Specific alkylation of a histidine residue in carnitine acetyltransferase by bromoacetyl-L-carnitine.

Abstract

Incubation of carnitine acetyltransferase with low concentrations of bromoacetyl-l-carnitine causes a rapid and irreversible loss of enzyme activity; one mol of inhibitor can inactivate one mol of enzyme. Bromoacetyl-d-carnitine, iodoacetate or iodoacetamide are ineffective. l-Carnitine protects the transferase from bromoacetyl-l-carnitine.
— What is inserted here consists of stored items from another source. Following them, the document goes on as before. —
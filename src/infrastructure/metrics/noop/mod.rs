// src/infrastructure/metrics/noop/mod.rs
mod noop_metrics;

pub use noop_metrics::NoopMetrics;
use std::sync::Arc;

/// Creates a new no-op metrics implementation.
///
/// This implementation does nothing - all page stats are dropped after
/// being rendered into the response. Used when metrics are disabled.
pub fn create() -> anyhow::Result<crate::domain::MetricsPtr> {
    Ok(Arc::new(NoopMetrics::new()))
}
// Gateway module - controls public API for handlers
// Modules are private, only exported symbols are public

mod health;
mod metrics;
mod movies;
mod page;
mod root;
mod stylesheet;

pub use health::health_check;
pub use metrics::metrics_handler;
pub use movies::movie_page;
pub use root::root_handler;
pub use stylesheet::stylesheet_handler;
#[cfg(test)]
mod tests {
    use super::*;
    use crate::scene::MemoryScene;
    use primlod_core::{Error, Interpolation, Point3, Point3f, Primvar, PrimvarValues, Triangle};
    use primlod_simplification::Decimated;
    use std::cell::Cell;

    /// Keeps all points and every other triangle; records the target it
    /// was asked for.
    struct EveryOtherOracle {
        last_target: Cell<Option<usize>>,
    }

    impl EveryOtherOracle {
        fn new() -> Self {
            Self {
                last_target: Cell::new(None),
            }
        }
    }

    impl DecimationOracle for EveryOtherOracle {
        fn decimate(
            &self,
            points: &[Point3f],
            triangles: &[Triangle],
            target_triangle_count: usize,
        ) -> primlod_core::Result<Decimated> {
            self.last_target.set(Some(target_triangle_count));
            Ok(Decimated {
                points: points.to_vec(),
                triangles: triangles.iter().copied().step_by(2).collect(),
            })
        }
    }

    struct FailingOracle;

    impl DecimationOracle for FailingOracle {
        fn decimate(
            &self,
            _points: &[Point3f],
            _triangles: &[Triangle],
            _target_triangle_count: usize,
        ) -> primlod_core::Result<Decimated> {
            Err(Error::SimplificationFailed("oracle exploded".to_string()))
        }
    }

    struct EmptyOracle;

    impl DecimationOracle for EmptyOracle {
        fn decimate(
            &self,
            _points: &[Point3f],
            _triangles: &[Triangle],
            _target_triangle_count: usize,
        ) -> primlod_core::Result<Decimated> {
            Ok(Decimated {
                points: Vec::new(),
                triangles: Vec::new(),
            })
        }
    }

    fn make_grid_mesh(path: &str, size: usize) -> SourceMesh {
        let mut mesh = SourceMesh::new(
            path,
            (0..size * size)
                .map(|i| Point3::new((i % size) as f32, (i / size) as f32, 0.0))
                .collect(),
        );
        for y in 0..(size - 1) {
            for x in 0..(size - 1) {
                let tl = y * size + x;
                mesh.face_vertex_counts.push(4);
                mesh.face_vertex_indices
                    .extend([tl, tl + 1, tl + size + 1, tl + size]);
            }
        }
        mesh
    }

    // ---- Target arithmetic tests ----

    #[test]
    fn test_oracle_receives_floored_target() {
        // 5 quads -> 10 triangles; factor 0.5 -> target 5
        let mut mesh = make_grid_mesh("/scene/grid", 6);
        mesh.face_vertex_counts.truncate(5);
        mesh.face_vertex_indices.truncate(20);

        let oracle = EveryOtherOracle::new();
        let reader = MemoryScene::with_meshes(vec![mesh]);
        let mut writer = MemoryScene::new();
        let config = PipelineConfig::new(0.5, primlod_remap::VertexRemap::Nearest);

        decimate_scene(&reader, &mut writer, &config, &oracle).unwrap();
        assert_eq!(oracle.last_target.get(), Some(5));
    }

    #[test]
    fn test_target_clamped_to_one() {
        let mut mesh = SourceMesh::new(
            "/scene/tri",
            vec![
                Point3::new(0.0, 0.0, 0.0),
                Point3::new(1.0, 0.0, 0.0),
                Point3::new(0.0, 1.0, 0.0),
            ],
        );
        mesh.face_vertex_counts = vec![3];
        mesh.face_vertex_indices = vec![0, 1, 2];

        let oracle = EveryOtherOracle::new();
        let reader = MemoryScene::with_meshes(vec![mesh]);
        let mut writer = MemoryScene::new();
        let config = PipelineConfig::new(0.1, primlod_remap::VertexRemap::Nearest);

        decimate_scene(&reader, &mut writer, &config, &oracle).unwrap();
        assert_eq!(oracle.last_target.get(), Some(1));
    }

    // ---- Skip condition tests ----

    #[test]
    fn test_mesh_without_points_is_skipped() {
        let mesh = SourceMesh::new("/scene/empty", Vec::new());
        let reader = MemoryScene::with_meshes(vec![mesh]);
        let mut writer = MemoryScene::new();

        let summary = decimate_scene(
            &reader,
            &mut writer,
            &PipelineConfig::default(),
            &EveryOtherOracle::new(),
        )
        .unwrap();

        assert_eq!(summary.written(), 0);
        assert_eq!(summary.skipped(), 1);
        assert!(matches!(
            summary.reports[0].outcome,
            MeshOutcome::Skipped { stage: SkipStage::Discovered, .. }
        ));
        assert!(writer.written().is_empty());
        assert!(writer.saved());
    }

    #[test]
    fn test_mesh_with_inconsistent_faces_is_skipped() {
        let mut mesh = make_grid_mesh("/scene/grid", 3);
        mesh.face_vertex_indices.pop();
        let reader = MemoryScene::with_meshes(vec![mesh]);
        let mut writer = MemoryScene::new();

        let summary = decimate_scene(
            &reader,
            &mut writer,
            &PipelineConfig::default(),
            &EveryOtherOracle::new(),
        )
        .unwrap();
        assert_eq!(summary.skipped(), 1);
    }

    #[test]
    fn test_all_degenerate_faces_skip_at_triangulation() {
        let mut mesh = SourceMesh::new(
            "/scene/degenerate",
            vec![Point3::new(0.0, 0.0, 0.0), Point3::new(1.0, 0.0, 0.0)],
        );
        mesh.face_vertex_counts = vec![2, 2];
        mesh.face_vertex_indices = vec![0, 1, 1, 0];

        let reader = MemoryScene::with_meshes(vec![mesh]);
        let mut writer = MemoryScene::new();
        let summary = decimate_scene(
            &reader,
            &mut writer,
            &PipelineConfig::default(),
            &EveryOtherOracle::new(),
        )
        .unwrap();

        assert!(matches!(
            summary.reports[0].outcome,
            MeshOutcome::Skipped { stage: SkipStage::Triangulated, .. }
        ));
    }

    #[test]
    fn test_oracle_error_skips_mesh_and_run_continues() {
        let meshes = vec![make_grid_mesh("/scene/a", 3), make_grid_mesh("/scene/b", 3)];
        let reader = MemoryScene::with_meshes(meshes);
        let mut writer = MemoryScene::new();

        let summary = decimate_scene(
            &reader,
            &mut writer,
            &PipelineConfig::default(),
            &FailingOracle,
        )
        .unwrap();

        assert_eq!(summary.skipped(), 2);
        assert!(summary.reports.iter().all(|r| matches!(
            r.outcome,
            MeshOutcome::Skipped { stage: SkipStage::Simplified, .. }
        )));
        assert!(writer.saved());
    }

    #[test]
    fn test_empty_oracle_result_skips_mesh() {
        let reader = MemoryScene::with_meshes(vec![make_grid_mesh("/scene/a", 3)]);
        let mut writer = MemoryScene::new();

        let summary =
            decimate_scene(&reader, &mut writer, &PipelineConfig::default(), &EmptyOracle)
                .unwrap();
        assert!(matches!(
            summary.reports[0].outcome,
            MeshOutcome::Skipped { stage: SkipStage::Simplified, .. }
        ));
    }

    // ---- Written mesh tests ----

    #[test]
    fn test_written_mesh_shape_and_stats() {
        let mut mesh = make_grid_mesh("/scene/grid", 3);
        mesh.primvars.push(Primvar::new(
            "height",
            Interpolation::Vertex,
            PrimvarValues::Float((0..9).map(|i| i as f32).collect()),
        ));

        let reader = MemoryScene::with_meshes(vec![mesh]);
        let mut writer = MemoryScene::new();
        let summary = decimate_scene(
            &reader,
            &mut writer,
            &PipelineConfig::default(),
            &EveryOtherOracle::new(),
        )
        .unwrap();

        assert_eq!(summary.written(), 1);
        let written = &writer.written()[0];
        // 4 quads -> 8 triangles -> every other -> 4
        assert_eq!(written.triangle_count(), 4);
        assert_eq!(written.face_vertex_counts(), vec![3; 4]);
        assert_eq!(written.face_vertex_indices().len(), 12);
        assert_eq!(written.subdivision_scheme(), "none");
        assert!(written.normals.is_some());
        assert_eq!(written.primvars.len(), 1);

        let MeshOutcome::Written(stats) = &summary.reports[0].outcome else {
            panic!("expected written outcome");
        };
        assert_eq!(stats.original_triangles, 8);
        assert_eq!(stats.result_triangles, 4);
        assert_eq!(stats.primvars_remapped, 1);
        assert_eq!(stats.primvars_skipped, 0);
    }

    #[test]
    fn test_bad_primvar_skipped_mesh_still_written() {
        let mut mesh = make_grid_mesh("/scene/grid", 3);
        mesh.primvars.push(Primvar::new(
            "broken",
            Interpolation::Vertex,
            PrimvarValues::Float(vec![1.0, 2.0]), // 9 points expected
        ));
        mesh.primvars.push(Primvar::new(
            "ok",
            Interpolation::Constant,
            PrimvarValues::Float(vec![5.0]),
        ));

        let reader = MemoryScene::with_meshes(vec![mesh]);
        let mut writer = MemoryScene::new();
        let summary = decimate_scene(
            &reader,
            &mut writer,
            &PipelineConfig::default(),
            &EveryOtherOracle::new(),
        )
        .unwrap();

        assert_eq!(summary.written(), 1);
        let written = &writer.written()[0];
        assert_eq!(written.primvars.len(), 1);
        assert_eq!(written.primvars[0].name, "ok");
        assert!(summary
            .diagnostics
            .iter()
            .any(|d| d.message.contains("broken")));
    }

    #[test]
    fn test_invalid_config_aborts_before_any_work() {
        let reader = MemoryScene::with_meshes(vec![make_grid_mesh("/scene/grid", 3)]);
        let mut writer = MemoryScene::new();
        let config = PipelineConfig::new(0.0, primlod_remap::VertexRemap::Nearest);

        let result = decimate_scene(&reader, &mut writer, &config, &EveryOtherOracle::new());
        assert!(matches!(result, Err(Error::InvalidConfig(_))));
        assert!(!writer.saved());
    }
}
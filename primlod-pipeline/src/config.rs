//! Run-wide pipeline configuration

use primlod_core::{Error, Result};
use primlod_remap::VertexRemap;

/// Configuration consumed by the pipeline core.
#[derive(Debug, Clone, Copy, PartialEq)]
pub struct PipelineConfig {
    /// Target fraction of the original triangle count, in `(0, 1]`.
    pub decimation_factor: f32,
    /// Strategy for remapping `vertex`-interpolated primvars.
    pub vertex_remap: VertexRemap,
}

impl Default for PipelineConfig {
    fn default() -> Self {
        Self {
            decimation_factor: 0.2,
            vertex_remap: VertexRemap::Nearest,
        }
    }
}

impl PipelineConfig {
    pub fn new(decimation_factor: f32, vertex_remap: VertexRemap) -> Self {
        Self {
            decimation_factor,
            vertex_remap,
        }
    }

    /// Reject factors outside `(0, 1]` (NaN included) before any mesh work
    /// starts.
    pub fn validate(&self) -> Result<()> {
        if !(self.decimation_factor > 0.0 && self.decimation_factor <= 1.0) {
            return Err(Error::InvalidConfig(format!(
                "decimation factor must be in (0, 1], got {}",
                self.decimation_factor
            )));
        }
        Ok(())
    }
}
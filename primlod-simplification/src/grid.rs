//! Uniform-grid vertex clustering decimation
//!
//! Implements the Rossignac & Borrel (1993) vertex clustering scheme:
//! vertices falling into the same grid cell collapse to the cell centroid,
//! and faces whose corners land in fewer than three distinct cells are
//! dropped. The cell size is refined over a few rounds to steer the result
//! toward the requested triangle count.

use crate::{Decimated, DecimationOracle};
use primlod_core::{Error, Point3f, Result, Triangle};
use std::collections::{HashMap, HashSet};

#[derive(Debug, Clone, Copy)]
struct BBox {
    min: [f64; 3],
    max: [f64; 3],
}

impl BBox {
    fn from_points(points: &[Point3f]) -> Self {
        let mut min = [f64::MAX; 3];
        let mut max = [f64::MIN; 3];
        for p in points {
            for i in 0..3 {
                let c = p[i] as f64;
                if c < min[i] {
                    min[i] = c;
                }
                if c > max[i] {
                    max[i] = c;
                }
            }
        }
        BBox { min, max }
    }

    fn size(&self) -> [f64; 3] {
        [
            self.max[0] - self.min[0],
            self.max[1] - self.min[1],
            self.max[2] - self.min[2],
        ]
    }
}

/// Grid-clustering decimation oracle.
///
/// Deterministic: the same input and target always produce the same output.
#[derive(Debug, Clone)]
pub struct GridDecimator {
    /// Number of cell-size refinement rounds used to approach the target
    /// triangle count.
    pub refine_steps: usize,
}

impl Default for GridDecimator {
    fn default() -> Self {
        Self { refine_steps: 8 }
    }
}

impl GridDecimator {
    pub fn new() -> Self {
        Self::default()
    }

    /// Estimate a starting cell size from the kept-triangle fraction and the
    /// mesh bounding box. Degenerate (planar/linear) meshes use only their
    /// non-degenerate dimensions.
    fn initial_cell_size(
        bbox: &BBox,
        num_points: usize,
        num_triangles: usize,
        target_triangles: usize,
    ) -> f64 {
        let keep = (target_triangles as f64 / num_triangles as f64).min(1.0);
        let target_clusters = (num_points as f64 * keep).max(1.0);

        let eps = 1e-6;
        let extents: Vec<f64> = bbox.size().iter().filter(|&&d| d > eps).copied().collect();
        let dim = extents.len();
        if dim == 0 {
            // All vertices coincide; any cell size works
            return 1.0;
        }

        let product: f64 = extents.iter().product();
        (product / target_clusters).powf(1.0 / dim as f64)
    }
}

/// Collapse vertices into grid cells of the given size and rebuild the
/// triangle list against the cell representatives.
fn cluster_once(
    points: &[Point3f],
    triangles: &[Triangle],
    bbox: &BBox,
    cell_size: f64,
) -> Decimated {
    let mut cells: HashMap<(i64, i64, i64), usize> = HashMap::new();
    let mut vertex_to_cluster: Vec<usize> = Vec::with_capacity(points.len());
    let mut sums: Vec<[f64; 3]> = Vec::new();
    let mut counts: Vec<usize> = Vec::new();

    for p in points {
        let ix = ((p.x as f64 - bbox.min[0]) / cell_size).floor() as i64;
        let iy = ((p.y as f64 - bbox.min[1]) / cell_size).floor() as i64;
        let iz = ((p.z as f64 - bbox.min[2]) / cell_size).floor() as i64;

        let next = sums.len();
        let cluster = *cells.entry((ix, iy, iz)).or_insert(next);
        if cluster == next {
            sums.push([0.0; 3]);
            counts.push(0);
        }
        sums[cluster][0] += p.x as f64;
        sums[cluster][1] += p.y as f64;
        sums[cluster][2] += p.z as f64;
        counts[cluster] += 1;
        vertex_to_cluster.push(cluster);
    }

    // Remap faces, dropping collapsed and duplicate triangles
    let mut cluster_faces: Vec<Triangle> = Vec::new();
    let mut seen: HashSet<Triangle> = HashSet::new();
    for tri in triangles {
        let c0 = vertex_to_cluster[tri[0]];
        let c1 = vertex_to_cluster[tri[1]];
        let c2 = vertex_to_cluster[tri[2]];
        if c0 == c1 || c1 == c2 || c2 == c0 {
            continue;
        }
        let mut key = [c0, c1, c2];
        key.sort_unstable();
        if seen.insert(key) {
            cluster_faces.push([c0, c1, c2]);
        }
    }

    // Compact: keep only clusters referenced by a surviving face
    let mut cluster_to_new: HashMap<usize, usize> = HashMap::new();
    let mut new_points: Vec<Point3f> = Vec::new();
    let mut new_triangles: Vec<Triangle> = Vec::with_capacity(cluster_faces.len());
    for face in &cluster_faces {
        let mut mapped = [0usize; 3];
        for (slot, &cluster) in mapped.iter_mut().zip(face.iter()) {
            let next = new_points.len();
            let idx = *cluster_to_new.entry(cluster).or_insert(next);
            if idx == next {
                let n = counts[cluster] as f64;
                new_points.push(Point3f::new(
                    (sums[cluster][0] / n) as f32,
                    (sums[cluster][1] / n) as f32,
                    (sums[cluster][2] / n) as f32,
                ));
            }
            *slot = idx;
        }
        new_triangles.push(mapped);
    }

    Decimated {
        points: new_points,
        triangles: new_triangles,
    }
}

impl DecimationOracle for GridDecimator {
    fn decimate(
        &self,
        points: &[Point3f],
        triangles: &[Triangle],
        target_triangle_count: usize,
    ) -> Result<Decimated> {
        if triangles.is_empty() {
            return Err(Error::EmptyMesh(
                "decimation requested for a mesh with zero triangles".to_string(),
            ));
        }

        let bbox = BBox::from_points(points);
        let mut cell_size =
            Self::initial_cell_size(&bbox, points.len(), triangles.len(), target_triangle_count);

        // Walk the cell size toward the target: coarser when over, finer
        // when under. Keeps the best result at or below the target, and the
        // closest overshoot as a fallback.
        let mut best_under: Option<Decimated> = None;
        let mut best_over: Option<Decimated> = None;
        for _ in 0..self.refine_steps.max(1) {
            let candidate = cluster_once(points, triangles, &bbox, cell_size);
            let count = candidate.triangles.len();
            if count <= target_triangle_count {
                let improved = best_under
                    .as_ref()
                    .map_or(true, |b| count > b.triangles.len());
                if improved {
                    best_under = Some(candidate);
                }
                if count == target_triangle_count {
                    break;
                }
                cell_size *= 0.75;
            } else {
                let improved = best_over
                    .as_ref()
                    .map_or(true, |b| count < b.triangles.len());
                if improved {
                    best_over = Some(candidate);
                }
                cell_size *= 1.5;
            }
        }

        match (best_under, best_over) {
            (Some(under), _) if !under.triangles.is_empty() => Ok(under),
            (_, Some(over)) => Ok(over),
            (Some(under), None) => Ok(under),
            (None, None) => Err(Error::SimplificationFailed(
                "grid clustering produced no candidate meshes".to_string(),
            )),
        }
    }
}
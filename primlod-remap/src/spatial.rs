//! Spatial lookup over original-mesh geometry

use primlod_core::{Point3f, Triangle};
use rstar::RTree;

/// A point tagged with its index in the originating array, for spatial data
/// structures.
#[derive(Debug, Clone, PartialEq)]
pub struct IndexedPoint {
    point: Point3f,
    index: usize,
}

impl rstar::Point for IndexedPoint {
    type Scalar = f32;
    const DIMENSIONS: usize = 3;

    fn generate(mut generator: impl FnMut(usize) -> Self::Scalar) -> Self {
        Self {
            point: Point3f::new(generator(0), generator(1), generator(2)),
            index: 0,
        }
    }

    fn nth(&self, index: usize) -> Self::Scalar {
        match index {
            0 => self.point.x,
            1 => self.point.y,
            2 => self.point.z,
            _ => panic!("Invalid dimension"),
        }
    }

    fn nth_mut(&mut self, index: usize) -> &mut Self::Scalar {
        match index {
            0 => &mut self.point.x,
            1 => &mut self.point.y,
            2 => &mut self.point.z,
            _ => panic!("Invalid dimension"),
        }
    }
}

/// Nearest-neighbor index over a fixed set of labeled positions.
///
/// Built fresh per remap operation and discarded afterward; queries return
/// the label (array index) of the nearest entry.
pub struct NearestIndex {
    tree: RTree<IndexedPoint>,
}

impl NearestIndex {
    /// Index a point array by position; labels are array indices.
    pub fn from_points(points: &[Point3f]) -> Self {
        let entries = points
            .iter()
            .enumerate()
            .map(|(index, &point)| IndexedPoint { point, index })
            .collect();
        Self {
            tree: RTree::bulk_load(entries),
        }
    }

    /// Index triangle centroids; labels are triangle indices.
    pub fn from_triangle_centroids(points: &[Point3f], triangles: &[Triangle]) -> Self {
        let entries = triangles
            .iter()
            .enumerate()
            .map(|(index, tri)| IndexedPoint {
                point: triangle_centroid(points, tri),
                index,
            })
            .collect();
        Self {
            tree: RTree::bulk_load(entries),
        }
    }

    /// Label of the nearest indexed entry, or `None` if the index is empty.
    pub fn nearest(&self, query: &Point3f) -> Option<usize> {
        let probe = IndexedPoint {
            point: *query,
            index: 0,
        };
        self.tree.nearest_neighbor(&probe).map(|entry| entry.index)
    }
}

/// Arithmetic mean of a triangle's three vertex positions.
pub fn triangle_centroid(points: &[Point3f], tri: &Triangle) -> Point3f {
    let a = points[tri[0]];
    let b = points[tri[1]];
    let c = points[tri[2]];
    Point3f::new(
        (a.x + b.x + c.x) / 3.0,
        (a.y + b.y + c.y) / 3.0,
        (a.z + b.z + c.z) / 3.0,
    )
}
//! Primvar storage and interpolation classes
//!
//! A primvar is a named attribute attached to a mesh, classified by how its
//! values bind to the geometry (per mesh, per face, per vertex, or per face
//! corner). Values are stored in a tagged variant fixed at ingestion, so the
//! remapping code never has to probe element shapes at use time.

use serde::{Deserialize, Serialize};

/// How a primvar's values bind to mesh geometry.
#[derive(Debug, Clone, PartialEq, Eq, Serialize, Deserialize)]
pub enum Interpolation {
    /// One value for the whole mesh.
    Constant,
    /// One value per face.
    Uniform,
    /// One value per point, indexed identically to the point set.
    Vertex,
    /// One value per face corner, three contiguous values per triangle.
    FaceVarying,
    /// A classification this pipeline does not handle; carries the token.
    Other(String),
}

impl Interpolation {
    /// Parse a scene-description interpolation token.
    pub fn from_token(token: &str) -> Self {
        match token {
            "constant" => Interpolation::Constant,
            "uniform" => Interpolation::Uniform,
            "vertex" => Interpolation::Vertex,
            "faceVarying" => Interpolation::FaceVarying,
            other => Interpolation::Other(other.to_string()),
        }
    }

    /// The scene-description token for this classification.
    pub fn token(&self) -> &str {
        match self {
            Interpolation::Constant => "constant",
            Interpolation::Uniform => "uniform",
            Interpolation::Vertex => "vertex",
            Interpolation::FaceVarying => "faceVarying",
            Interpolation::Other(token) => token,
        }
    }
}

/// Typed primvar value storage.
///
/// The variant is determined once when the primvar is ingested from the
/// scene and is preserved through remapping: blending never changes the
/// element shape.
#[derive(Debug, Clone, PartialEq, Serialize, Deserialize)]
pub enum PrimvarValues {
    /// Scalar elements (e.g. displacement, occlusion).
    Float(Vec<f32>),
    /// 2-component elements (e.g. texture coordinates).
    Float2(Vec<[f32; 2]>),
    /// 3-component elements (e.g. colors, normals).
    Float3(Vec<[f32; 3]>),
}

impl PrimvarValues {
    /// Number of elements.
    pub fn len(&self) -> usize {
        match self {
            PrimvarValues::Float(v) => v.len(),
            PrimvarValues::Float2(v) => v.len(),
            PrimvarValues::Float3(v) => v.len(),
        }
    }

    /// Whether the value array is empty.
    pub fn is_empty(&self) -> bool {
        self.len() == 0
    }

    /// Build a new array by copying the element at each given index.
    ///
    /// Elements are copied unmodified, so every output element is identical
    /// to some input element. Indices must be in bounds.
    pub fn gather(&self, indices: &[usize]) -> PrimvarValues {
        match self {
            PrimvarValues::Float(v) => {
                PrimvarValues::Float(indices.iter().map(|&i| v[i]).collect())
            }
            PrimvarValues::Float2(v) => {
                PrimvarValues::Float2(indices.iter().map(|&i| v[i]).collect())
            }
            PrimvarValues::Float3(v) => {
                PrimvarValues::Float3(indices.iter().map(|&i| v[i]).collect())
            }
        }
    }

    /// Build a new array where each output element is the weighted blend of
    /// three input elements, component-wise. Indices must be in bounds.
    pub fn blend(&self, samples: &[([usize; 3], [f32; 3])]) -> PrimvarValues {
        match self {
            PrimvarValues::Float(v) => PrimvarValues::Float(
                samples
                    .iter()
                    .map(|&([a, b, c], [u, s, w])| u * v[a] + s * v[b] + w * v[c])
                    .collect(),
            ),
            PrimvarValues::Float2(v) => PrimvarValues::Float2(
                samples
                    .iter()
                    .map(|&([a, b, c], [u, s, w])| {
                        [
                            u * v[a][0] + s * v[b][0] + w * v[c][0],
                            u * v[a][1] + s * v[b][1] + w * v[c][1],
                        ]
                    })
                    .collect(),
            ),
            PrimvarValues::Float3(v) => PrimvarValues::Float3(
                samples
                    .iter()
                    .map(|&([a, b, c], [u, s, w])| {
                        [
                            u * v[a][0] + s * v[b][0] + w * v[c][0],
                            u * v[a][1] + s * v[b][1] + w * v[c][1],
                            u * v[a][2] + s * v[b][2] + w * v[c][2],
                        ]
                    })
                    .collect(),
            ),
        }
    }
}

/// A named mesh attribute with its interpolation class and values.
#[derive(Debug, Clone, PartialEq, Serialize, Deserialize)]
pub struct Primvar {
    pub name: String,
    pub interpolation: Interpolation,
    pub values: PrimvarValues,
}

impl Primvar {
    pub fn new(name: impl Into<String>, interpolation: Interpolation, values: PrimvarValues) -> Self {
        Self {
            name: name.into(),
            interpolation,
            values,
        }
    }
}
Investigation shows that the enzyme first reversibly binds bromoacetyl-l-carnitine with an affinity similar to that shown for the normal substrate acetyl-l-carnitine; this binding is followed by an alkylation reaction, forming the carnitine ester of a monocarboxymethyl-protein, which is catalytically inactive. The carnitine is released at an appreciable rate by spontaneous hydrolysis, and the resulting carboxymethyl-enzyme is also inactive. Total acid hydrolysis of enzyme after treatment with 2-[(14)C]bromoacetyl-l-carnitine yields N-3-carboxy[(14)C]methylhistidine as the only labelled amino acid. These findings, taken in conjunction with previous work, suggest that the single active centre of carnitine acetyltransferase contains a histidine residue.